A better solution was needed for writing documents, and we ended up with a shortlist of three potential plain-text markup standards. These are ways of marking up a plain text document (such as you’d write in Notepad) with semantic structure and styling so that we can take the document and re-render it in a number of different places. Our three contenders were LaTeX, Markdown and reStructuredText. All three have pros and cons, but have the same basic idea behind the scenes – plain text is surrounded with bits of other plain text that give it meaning. All three result in a document that is fundamentally human readable without the need for any proprietary software, and all three allow for the document to be re-rendered in a form appropriate for the audience.

LaTex is by far the most powerful of the three, having a background in typesetting complex scientific academic papers. It would allow for policy documents to be rendered for both the web and print, but has the downside of being the most complex to use and having a less user-friendly syntax. We want the policy to be as accessible as possible, without needing to understand what a set of tags means.

Markdown and reStructuredText both take a much simpler approach, and use almost identical syntax for most things. However, reStructuredText has a bundle of other markup which mades it better suited to long, structured documents with nested lists. reStructuredText would be ideal if we ever decided to convert the University’s Regulations to a plain text format, but for a simple document such as the RDM policy doesn’t really have any advantage over Markdown.

The tipping point for our decision then lay in the technical implementation of Markdown over reStructuredText. Fortunately this was an easy call, as reStructuredText is very tightly linked into the Python ecosystem whereas Bridge is built entirely in PHP. We could easily drop a PHP library to do Markdown rendering into Bridge, whereas reStructuredText would need additional work to call an external Python library to do the best job of rendering. Should we decide in the future that we need the extra capability of reStructuredText then the migration as far as the document is concerned is virtually non-existent.

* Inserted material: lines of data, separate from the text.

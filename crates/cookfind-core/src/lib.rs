use thiserror::Error;

pub mod config;
pub mod cooking;
pub mod links;
pub mod matching;
pub mod session;
pub mod source;

// Re-export for convenience
pub use config::Config;
pub use cooking::CookingSite;
pub use matching::{Classification, Query, classify, normalize};
pub use session::{
    CancelSignal, Candidate, Command, PaginationState, ProgressReporter, ResultSink,
    SearchOutcome, SearchSession, SearchStatus,
};
pub use source::{FetchError, Page, PageSource, RawCandidate, SourceRef};

#[derive(Error, Debug)]
pub enum CoreError {
    #[error("HTTP client error: {0}")]
    Http(#[from] reqwest::Error),
    #[error("invalid base URL {0}")]
    InvalidUrl(String),
    #[error("configuration error: {0}")]
    Config(String),
    #[error("IO error: {0}")]
    Io(#[from] std::io::Error),
}

/// Search the configured cooking site for `query`.
///
/// Builds a fresh [`SearchSession`] and runs it against a [`CookingSite`]
/// built from `config`. Matches are streamed to `sink` and page progress to
/// `progress` as they happen. The search can be halted between pages via the
/// [`CancelSignal`].
pub async fn search<R, P>(
    query: &str,
    config: &Config,
    sink: &mut R,
    progress: &mut P,
    cancel: CancelSignal,
) -> Result<SearchOutcome, CoreError>
where
    R: ResultSink + Send,
    P: ProgressReporter + Send,
{
    let site = CookingSite::new(config)?;
    let session = SearchSession::new(Query::new(query), cancel)
        .with_default_per_page(config.results_per_page);
    Ok(session.run(&site, sink, progress).await)
}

You can view our current draft RDM policy in Markdown in our RDM repository on GitHub, as well as fork it and submit pull requests if you want to use it as a basis for your own or propose changes. We will be moving all our training presentations to use a Markdown based in-browser format in the near future.

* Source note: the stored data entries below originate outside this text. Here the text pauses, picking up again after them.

use std::sync::Arc;

use tokio::sync::mpsc;
use tokio::task::JoinHandle;

use cookfind_core::{
    CancelSignal, Candidate, Classification, Command, PageSource, ProgressReporter, Query,
    ResultSink, SearchSession,
};

use crate::tui_event::BackendEvent;

/// Forwards session callbacks to the TUI as [`BackendEvent`]s.
#[derive(Clone)]
struct ChannelSink {
    tx: mpsc::UnboundedSender<BackendEvent>,
}

impl ResultSink for ChannelSink {
    fn on_match(&mut self, classification: Classification, candidate: &Candidate) {
        let _ = self.tx.send(BackendEvent::Match {
            classification,
            candidate: candidate.clone(),
        });
    }

    fn purge(&mut self) {
        let _ = self.tx.send(BackendEvent::Purge);
    }
}

impl ProgressReporter for ChannelSink {
    fn on_page(&mut self, current_page: u32, total_pages: u32) {
        let _ = self.tx.send(BackendEvent::PageProgress {
            current_page,
            total_pages,
        });
    }
}

/// The session currently running, if any.
struct ActiveSearch {
    cancel: CancelSignal,
    handle: JoinHandle<()>,
}

/// Dispatch front-end commands into search sessions until the command
/// channel closes.
///
/// At most one session runs at a time: a `StartSearch` that arrives while a
/// session is still running is dropped. The page source is shared by every
/// session so its HTTP client and connection pool live for the whole run.
pub async fn run_backend<S>(
    source: Arc<S>,
    default_per_page: u64,
    mut commands: mpsc::UnboundedReceiver<Command>,
    tx: mpsc::UnboundedSender<BackendEvent>,
) where
    S: PageSource + Send + Sync + 'static,
{
    let mut active: Option<ActiveSearch> = None;

    while let Some(command) = commands.recv().await {
        match command {
            Command::StartSearch(query) => {
                if active.as_ref().is_some_and(|a| !a.handle.is_finished()) {
                    tracing::warn!("search already running; ignoring \"{query}\"");
                    continue;
                }
                let cancel = CancelSignal::new();
                let handle = tokio::spawn(run_session(
                    source.clone(),
                    query,
                    default_per_page,
                    cancel.clone(),
                    tx.clone(),
                ));
                active = Some(ActiveSearch { cancel, handle });
            }
            Command::Cancel { purge } => {
                if let Some(search) = &active {
                    if purge {
                        search.cancel.clear();
                    } else {
                        search.cancel.stop();
                    }
                }
            }
        }
    }

    // Shutting down: drop the in-flight page fetch rather than wait it out
    if let Some(search) = active {
        search.cancel.stop();
        search.handle.abort();
        let _ = search.handle.await;
    }
}

async fn run_session<S>(
    source: Arc<S>,
    query: String,
    default_per_page: u64,
    cancel: CancelSignal,
    tx: mpsc::UnboundedSender<BackendEvent>,
) where
    S: PageSource + Send + Sync + 'static,
{
    let _ = tx.send(BackendEvent::SearchStarted {
        query: query.clone(),
    });

    let mut sink = ChannelSink { tx: tx.clone() };
    let mut progress = sink.clone();
    let outcome = SearchSession::new(Query::new(query), cancel)
        .with_default_per_page(default_per_page)
        .run(source.as_ref(), &mut sink, &mut progress)
        .await;

    let no_results = outcome.no_results_message();
    let _ = tx.send(BackendEvent::SearchFinished {
        state: outcome.state,
        no_results,
    });
}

Orbital deposit of dataset records to the Lincoln Repository: workflow

Further to yesterday’s blog post about linking our CKAN datastore with our EPrints Repository (to allow researchers to deposit permanent, public, citable records of their datasets), here’s a fleshed-out diagram of the proposed dataset deposit workflow process.

At the moment, this assumes a one-time “fire and forget” deposit. At some point, we’re going to have to tackle versioning.

The original diagram is available on Lucidchart. See the table in my previous blog post for details of which data fields are involved in the process (i.e. passed between CKAN, Orbital Bridge, the DataCite API, and EPrints).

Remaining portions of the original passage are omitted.